ABOUT THIS EXERCISE
Return each line of the entries that mentions the word "join".

:::::

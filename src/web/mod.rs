// ============================================================
// Layer 1 — HTTP Form Endpoint
// ============================================================
// The web surface over the same use cases the CLI drives.
//
//   POST /predict     form-urlencoded submission, keys are the
//                     column names (Hours_Studied=5&...)
//   GET  /api/fields  field list with known category labels
//   GET  /health      liveness
//
// Responses for /predict:
//
//   200  { "score": 67.46, "message": "Predicted Exam Score: ..." }
//   422  { "error": "unknown_category", "message": "Error during ..." }
//        (also out_of_range, and malformed_form when the body
//        is missing a label or a number does not parse)
//   500  { "error": "vector_shape" | "predictor_internal", ... }
//
// Handlers run the synchronous pipeline inline. It is a few
// dozen floating point operations, so there is nothing to gain
// from spawn_blocking.

use std::net::SocketAddr;

use anyhow::{Context, Result};
use axum::extract::rejection::FormRejection;
use axum::extract::State;
use axum::http::StatusCode;
use axum::routing::{get, post};
use axum::{Form, Json, Router};
use serde::Serialize;

use crate::application::describe_use_case::{describe_fields, FieldDescription};
use crate::application::predict_use_case::{render, PredictUseCase};
use crate::domain::form_values::FormValues;

#[derive(Debug, Serialize)]
struct PredictResponse {
    score:   f64,
    message: String,
}

#[derive(Debug, Serialize)]
struct ErrorResponse {
    error:   &'static str,
    message: String,
}

#[derive(Debug, Serialize)]
struct HealthResponse {
    status: &'static str,
}

pub fn router(use_case: PredictUseCase) -> Router {
    Router::new()
        .route("/predict", post(predict))
        .route("/api/fields", get(fields))
        .route("/health", get(health))
        .with_state(use_case)
}

pub async fn serve(bind: &str, use_case: PredictUseCase) -> Result<()> {
    let addr: SocketAddr = bind
        .parse()
        .with_context(|| format!("Invalid bind address '{bind}'"))?;

    let listener = tokio::net::TcpListener::bind(addr)
        .await
        .with_context(|| format!("Cannot listen on {addr}"))?;

    tracing::info!("Serving prediction form on http://{}", addr);
    axum::serve(listener, router(use_case))
        .await
        .context("HTTP server stopped unexpectedly")?;
    Ok(())
}

type ErrorReply = (StatusCode, Json<ErrorResponse>);

async fn predict(
    State(use_case): State<PredictUseCase>,
    form: Result<Form<FormValues>, FormRejection>,
) -> Result<Json<PredictResponse>, ErrorReply> {
    let Form(form) = form.map_err(malformed)?;

    let outcome = use_case.execute(&form);
    let message = render(&outcome);

    match outcome {
        Ok(score) => Ok(Json(PredictResponse { score: score.value(), message })),
        Err(err) => {
            let status = if err.is_user_error() {
                StatusCode::UNPROCESSABLE_ENTITY
            } else {
                StatusCode::INTERNAL_SERVER_ERROR
            };
            Err((status, Json(ErrorResponse { error: err.kind(), message })))
        }
    }
}

fn malformed(rejection: FormRejection) -> ErrorReply {
    let detail = rejection.body_text();
    tracing::info!("Rejected malformed form: {detail}");
    let status = match rejection.status() {
        StatusCode::BAD_REQUEST => StatusCode::UNPROCESSABLE_ENTITY,
        other                   => other,
    };
    let message = format!("Error during prediction: {detail}");
    (status, Json(ErrorResponse { error: "malformed_form", message }))
}

async fn fields(State(use_case): State<PredictUseCase>) -> Json<Vec<FieldDescription>> {
    Json(describe_fields(use_case.inferencer()))
}

async fn health() -> Json<HealthResponse> {
    Json(HealthResponse { status: "ok" })
}
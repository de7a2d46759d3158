//! Repository teardown command.

use std::path::PathBuf;

use console::style;

use crate::{Result, cmd};

pub async fn execute(path: Option<PathBuf>) -> Result<()> {
   let root = cmd::resolve_root(path)?;
   let engine = cmd::engine(&root)?;
   engine.uninitialize().await?;
   println!("{} uninitialized {}", style("✓").green(), engine.root().display());
   Ok(())
}
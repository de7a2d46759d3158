//! Scoped regex ignore rules read from `.insightignore`.
//!
//! The file is line oriented. `## _directory_` and `## _file_` switch which
//! scope later lines belong to; before either marker a line applies to both.
//! Blank lines and lines starting with `#` are skipped, and `\#` escapes a
//! pattern that really starts with `#`.

use std::{
   collections::BTreeSet,
   fs, io,
   path::Path,
   sync::{Arc, OnceLock},
};

use moka::sync::Cache;
use regex::{Regex, RegexSet};

use crate::{
   Result,
   config::{IGNORE_FILE, METADATA_DIR, REPO_CONFIG_FILE},
   error::IgnoreError,
};

const DIRECTORY_MARKER: &str = "## _directory_";
const FILE_MARKER: &str = "## _file_";
const PATTERN_CACHE_CAPACITY: u64 = 64;

#[derive(Debug, Clone, Copy, PartialEq, Eq, Hash)]
pub enum Scope {
   Directory,
   File,
}

impl Scope {
   const fn index(self) -> usize {
      match self {
         Self::Directory => 0,
         Self::File => 1,
      }
   }
}

/// Uncompiled pattern sets, one per scope.
#[derive(Debug, Clone, PartialEq, Eq)]
pub struct IgnoreRules {
   directory: BTreeSet<String>,
   file:      BTreeSet<String>,
}

impl Default for IgnoreRules {
   fn default() -> Self {
      Self::builtin()
   }
}

impl IgnoreRules {
   /// Rules that are always present: the metadata directory, the ignore file
   /// and the repository config override, each anchored to whole path
   /// components.
   pub fn builtin() -> Self {
      let mut directory = BTreeSet::new();
      let mut file = BTreeSet::new();
      directory.insert(format!("(^|/){}(/|$)", regex::escape(METADATA_DIR)));
      for name in [IGNORE_FILE, REPO_CONFIG_FILE] {
         file.insert(format!("(^|/){}$", regex::escape(name)));
      }
      Self { directory, file }
   }

   pub fn parse(text: &str) -> Self {
      let mut rules = Self::builtin();
      let mut active: &[Scope] = &[Scope::Directory, Scope::File];

      for line in text.lines() {
         let line = line.trim();
         if line.is_empty() {
            continue;
         }
         if line == DIRECTORY_MARKER {
            active = &[Scope::Directory];
            continue;
         }
         if line == FILE_MARKER {
            active = &[Scope::File];
            continue;
         }
         if line.starts_with('#') {
            continue;
         }
         let pattern = line.strip_prefix('\\').filter(|rest| rest.starts_with('#')).unwrap_or(line);
         for scope in active {
            rules.scope_mut(*scope).insert(pattern.to_string());
         }
      }

      rules
   }

   /// Reads `<root>/.insightignore`; a missing file yields only the built-ins.
   pub fn load(root: &Path) -> Result<Self> {
      match fs::read_to_string(root.join(IGNORE_FILE)) {
         Ok(text) => Ok(Self::parse(&text)),
         Err(e) if e.kind() == io::ErrorKind::NotFound => Ok(Self::builtin()),
         Err(e) => Err(e.into()),
      }
   }

   pub fn patterns(&self, scope: Scope) -> impl Iterator<Item = &str> {
      match scope {
         Scope::Directory => self.directory.iter(),
         Scope::File => self.file.iter(),
      }
      .map(String::as_str)
   }

   fn scope_mut(&mut self, scope: Scope) -> &mut BTreeSet<String> {
      match scope {
         Scope::Directory => &mut self.directory,
         Scope::File => &mut self.file,
      }
   }
}

type Compiled = std::result::Result<Arc<RegexSet>, IgnoreError>;

/// Compiled pattern sets keyed by the exact, sorted list of patterns.
///
/// Rejections are cached too, so a bad pattern set is reported again without
/// being recompiled. Clones share the same storage.
#[derive(Clone)]
pub struct PatternCache {
   inner: Cache<Vec<String>, Compiled>,
}

impl Default for PatternCache {
   fn default() -> Self {
      Self::new()
   }
}

impl PatternCache {
   pub fn new() -> Self {
      Self { inner: Cache::new(PATTERN_CACHE_CAPACITY) }
   }

   pub fn compile(&self, patterns: Vec<String>) -> Compiled {
      self.inner.get_with_by_ref(&patterns, || compile_set(&patterns))
   }

   pub fn entry_count(&self) -> u64 {
      self.inner.run_pending_tasks();
      self.inner.entry_count()
   }
}

fn compile_set(patterns: &[String]) -> Compiled {
   for pattern in patterns {
      if let Err(e) = Regex::new(pattern) {
         return Err(IgnoreError::InvalidPattern { pattern: pattern.clone(), reason: e.to_string() });
      }
   }
   RegexSet::new(patterns).map(Arc::new).map_err(|e| IgnoreError::InvalidPattern {
      pattern: patterns.join(" | "),
      reason:  e.to_string(),
   })
}

/// Decides whether a root-relative path key is excluded in a given scope.
///
/// Each scope is compiled on its first query, so an invalid pattern in one
/// scope does not block matching in the other.
pub struct IgnoreMatcher {
   rules:    IgnoreRules,
   cache:    PatternCache,
   compiled: [OnceLock<Compiled>; 2],
}

impl IgnoreMatcher {
   pub fn new(rules: IgnoreRules) -> Self {
      Self::with_cache(rules, PatternCache::new())
   }

   pub fn with_cache(rules: IgnoreRules, cache: PatternCache) -> Self {
      Self { rules, cache, compiled: [OnceLock::new(), OnceLock::new()] }
   }

   pub fn load(root: &Path, cache: PatternCache) -> Result<Self> {
      Ok(Self::with_cache(IgnoreRules::load(root)?, cache))
   }

   pub fn should_ignore(&self, key: &str, scope: Scope) -> std::result::Result<bool, IgnoreError> {
      let set = self.compiled[scope.index()]
         .get_or_init(|| {
            let patterns = self.rules.patterns(scope).map(str::to_string).collect();
            self.cache.compile(patterns)
         })
         .as_ref()
         .map_err(Clone::clone)?;
      Ok(set.is_match(key))
   }
}
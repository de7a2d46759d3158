//! Repository status command.
//!
//! Shows whether the directory is initialized, how many files the manifest
//! tracks and what a sync would currently send.

use std::path::PathBuf;

use console::style;

use crate::{Result, cmd};

pub async fn execute(path: Option<PathBuf>, remote: bool, json: bool) -> Result<()> {
   let root = cmd::resolve_root(path)?;
   let engine = cmd::engine(&root)?;
   let status = engine.status(remote).await?;

   if json {
      println!("{}", serde_json::to_string_pretty(&status)?);
      return Ok(());
   }

   if !status.initialized {
      println!("{} {}", style("●").dim(), style(format!("{} is not initialized", status.root.display())).dim());
      return Ok(());
   }

   println!("{} {}", style("●").green(), status.root.display());
   if let Some(sync_id) = &status.sync_id {
      println!("  sync id:  {sync_id}");
   }
   println!("  tracked:  {} files", status.tracked_files);
   if let Some(at) = status.last_synced_at {
      println!("  synced:   {}", at.format("%Y-%m-%d %H:%M:%S UTC"));
   }
   if let Some(p) = status.pending {
      if p.added + p.updated + p.deleted == 0 {
         println!("  pending:  {}", style("none").dim());
      } else {
         println!(
            "  pending:  {} added, {} updated, {} deleted",
            style(p.added).green(),
            style(p.updated).yellow(),
            style(p.deleted).red()
         );
      }
   }
   match status.remote_valid {
      Some(true) => println!("  remote:   {}", style("valid").green()),
      Some(false) => println!("  remote:   {}", style("invalid (run uninit, then init)").red()),
      None => {},
   }
   Ok(())
}
use std::{
   fs::{self, File, OpenOptions},
   io,
   path::{Path, PathBuf},
};

use fs4::FileExt;

use crate::{Result, error::Error, manifest::metadata_dir};

pub const RUN_LOCK_FILE: &str = "run.lock";

/// Exclusive advisory lock held for the duration of one run against a root.
pub struct RunLock {
   file: File,
   path: PathBuf,
}

impl RunLock {
   pub fn lock_path(root: &Path) -> PathBuf {
      metadata_dir(root).join(RUN_LOCK_FILE)
   }

   /// Takes the lock without waiting; a held lock yields [`Error::Locked`].
   pub fn acquire(root: &Path) -> Result<Self> {
      if !root.is_dir() {
         return Err(Error::RootNotFound(root.to_path_buf()));
      }
      let path = Self::lock_path(root);
      if let Some(parent) = path.parent() {
         fs::create_dir_all(parent)?;
      }
      let file = OpenOptions::new()
         .create(true)
         .truncate(false)
         .read(true)
         .write(true)
         .open(&path)?;
      if let Err(e) = FileExt::try_lock_exclusive(&file) {
         if is_contended(&e) {
            return Err(Error::Locked(root.to_path_buf()));
         }
         return Err(e.into());
      }
      tracing::debug!("acquired run lock {}", path.display());
      Ok(Self { file, path })
   }

   pub fn path(&self) -> &Path {
      &self.path
   }
}

fn is_contended(err: &io::Error) -> bool {
   err.kind() == io::ErrorKind::WouldBlock
      || err.raw_os_error() == fs4::lock_contended_error().raw_os_error()
}

impl Drop for RunLock {
   fn drop(&mut self) {
      let _ = FileExt::unlock(&self.file);
   }
}
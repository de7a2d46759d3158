//! Repository initialization command.

use std::path::PathBuf;

use console::style;

use crate::{Result, cmd, util::format_size};

pub async fn execute(path: Option<PathBuf>, quiet: bool) -> Result<()> {
   let root = cmd::resolve_root(path)?;
   let engine = cmd::engine(&root)?;

   let mut pb = cmd::progress_bar(quiet);
   let result = engine.initialize(&mut pb).await;
   pb.finish_and_clear();
   let result = result?;

   println!(
      "{} initialized {} ({} files, {}, {} batches)",
      style("✓").green(),
      engine.root().display(),
      result.added,
      format_size(result.bytes),
      result.batches
   );
   for key in &result.skipped {
      println!("  {} {} {}", style("!").yellow(), key, style("(unreadable, will retry)").dim());
   }
   Ok(())
}
//! Boundary to the remote indexing service.

use std::time::Duration;

use async_trait::async_trait;
use reqwest::{Client, Method, RequestBuilder, Response};
use serde::{Deserialize, Serialize};
use serde_json::json;

use crate::{Result, batch::Batch, error::HttpError};

/// How a batch is applied remotely.
#[derive(Debug, Clone, Copy, PartialEq, Eq, Hash)]
pub enum UploadMode {
   /// First population of a freshly created index.
   Initialize,
   /// Incremental changes against an existing index.
   Reinitialize,
}

#[derive(Debug, Clone, PartialEq, Eq, Serialize, Deserialize)]
pub struct QueryMatch {
   pub path:       String,
   pub start_line: u64,
   pub end_line:   u64,
   pub content:    String,
}

/// Operations the sync engine needs from the remote side.
///
/// Uploads must be idempotent per `(sync_id, batch_index)`; the engine may
/// resend an identical batch after an unclear failure.
#[async_trait]
pub trait RemoteIndex: Send + Sync {
   /// Creates an empty remote index and returns its sync id.
   async fn create(&self) -> Result<String>;

   async fn upload(&self, batch: &Batch, mode: UploadMode) -> Result<()>;

   async fn validate(&self, sync_id: &str) -> Result<bool>;

   async fn query(&self, sync_id: &str, query: &str, limit: usize) -> Result<Vec<QueryMatch>>;

   async fn delete(&self, sync_id: &str) -> Result<()>;
}

/// [`RemoteIndex`] over the service's JSON HTTP API.
#[derive(Debug, Clone)]
pub struct HttpRemote {
   client:   Client,
   base_url: String,
}

impl HttpRemote {
   pub fn new(base_url: &str, timeout: Duration) -> Result<Self> {
      let client = Client::builder()
         .timeout(timeout)
         .build()
         .map_err(HttpError::Request)?;
      Ok(Self { client, base_url: base_url.trim_end_matches('/').to_string() })
   }

   pub fn from_config(cfg: &crate::config::Config) -> Result<Self> {
      Self::new(&cfg.api_base_url, Duration::from_millis(cfg.request_timeout_ms))
   }

   fn request(&self, method: Method, path: &str) -> RequestBuilder {
      self.client.request(method, format!("{}/{path}", self.base_url))
   }

   async fn send(&self, op: &'static str, request: RequestBuilder) -> Result<Response> {
      let response = request.send().await.map_err(HttpError::Request)?;
      let status = response.status();
      if !status.is_success() {
         tracing::warn!("{op} failed with status {status}");
         return Err(HttpError::StatusCode { op, status: status.as_u16() }.into());
      }
      Ok(response)
   }

   async fn json<T: for<'de> Deserialize<'de>>(op: &'static str, response: Response) -> Result<T> {
      response
         .json::<T>()
         .await
         .map_err(|e| HttpError::UnexpectedResponse { op, reason: e.to_string() }.into())
   }
}

#[derive(Deserialize)]
struct CreateResponse {
   repository_id: String,
}

#[derive(Deserialize)]
struct ValidateResponse {
   repository_id_is_valid: bool,
}

#[async_trait]
impl RemoteIndex for HttpRemote {
   async fn create(&self) -> Result<String> {
      let response = self.send("create", self.request(Method::POST, "create_repository")).await?;
      let body: CreateResponse = Self::json("create", response).await?;
      Ok(body.repository_id)
   }

   async fn upload(&self, batch: &Batch, mode: UploadMode) -> Result<()> {
      let request = match mode {
         UploadMode::Initialize => self.request(Method::POST, "initialize_repository"),
         UploadMode::Reinitialize => self.request(Method::PUT, "reinitialize_repository"),
      };
      self.send("upload", request.json(batch)).await?;
      Ok(())
   }

   async fn validate(&self, sync_id: &str) -> Result<bool> {
      let request = self
         .request(Method::POST, "validate_repository_id")
         .json(&json!({ "repository_id": sync_id }));
      let response = self.send("validate", request).await?;
      let body: ValidateResponse = Self::json("validate", response).await?;
      Ok(body.repository_id_is_valid)
   }

   async fn query(&self, sync_id: &str, query: &str, limit: usize) -> Result<Vec<QueryMatch>> {
      let limit = limit.to_string();
      let request = self.request(Method::GET, "query").query(&[
         ("repository-id", sync_id),
         ("query-string", query),
         ("limit", limit.as_str()),
      ]);
      let response = self.send("query", request).await?;
      Self::json("query", response).await
   }

   async fn delete(&self, sync_id: &str) -> Result<()> {
      let request = self
         .request(Method::DELETE, "uninitialize_repository")
         .json(&json!({ "repository_id": sync_id }));
      self.send("delete", request).await?;
      Ok(())
   }
}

:::::

OUTPUT FOR THIS EXERCISE
      match fs::read_to_string(root.join(IGNORE_FILE)) {
      pattern: patterns.join(" | "),
      metadata_dir(root).join(RUN_LOCK_FILE)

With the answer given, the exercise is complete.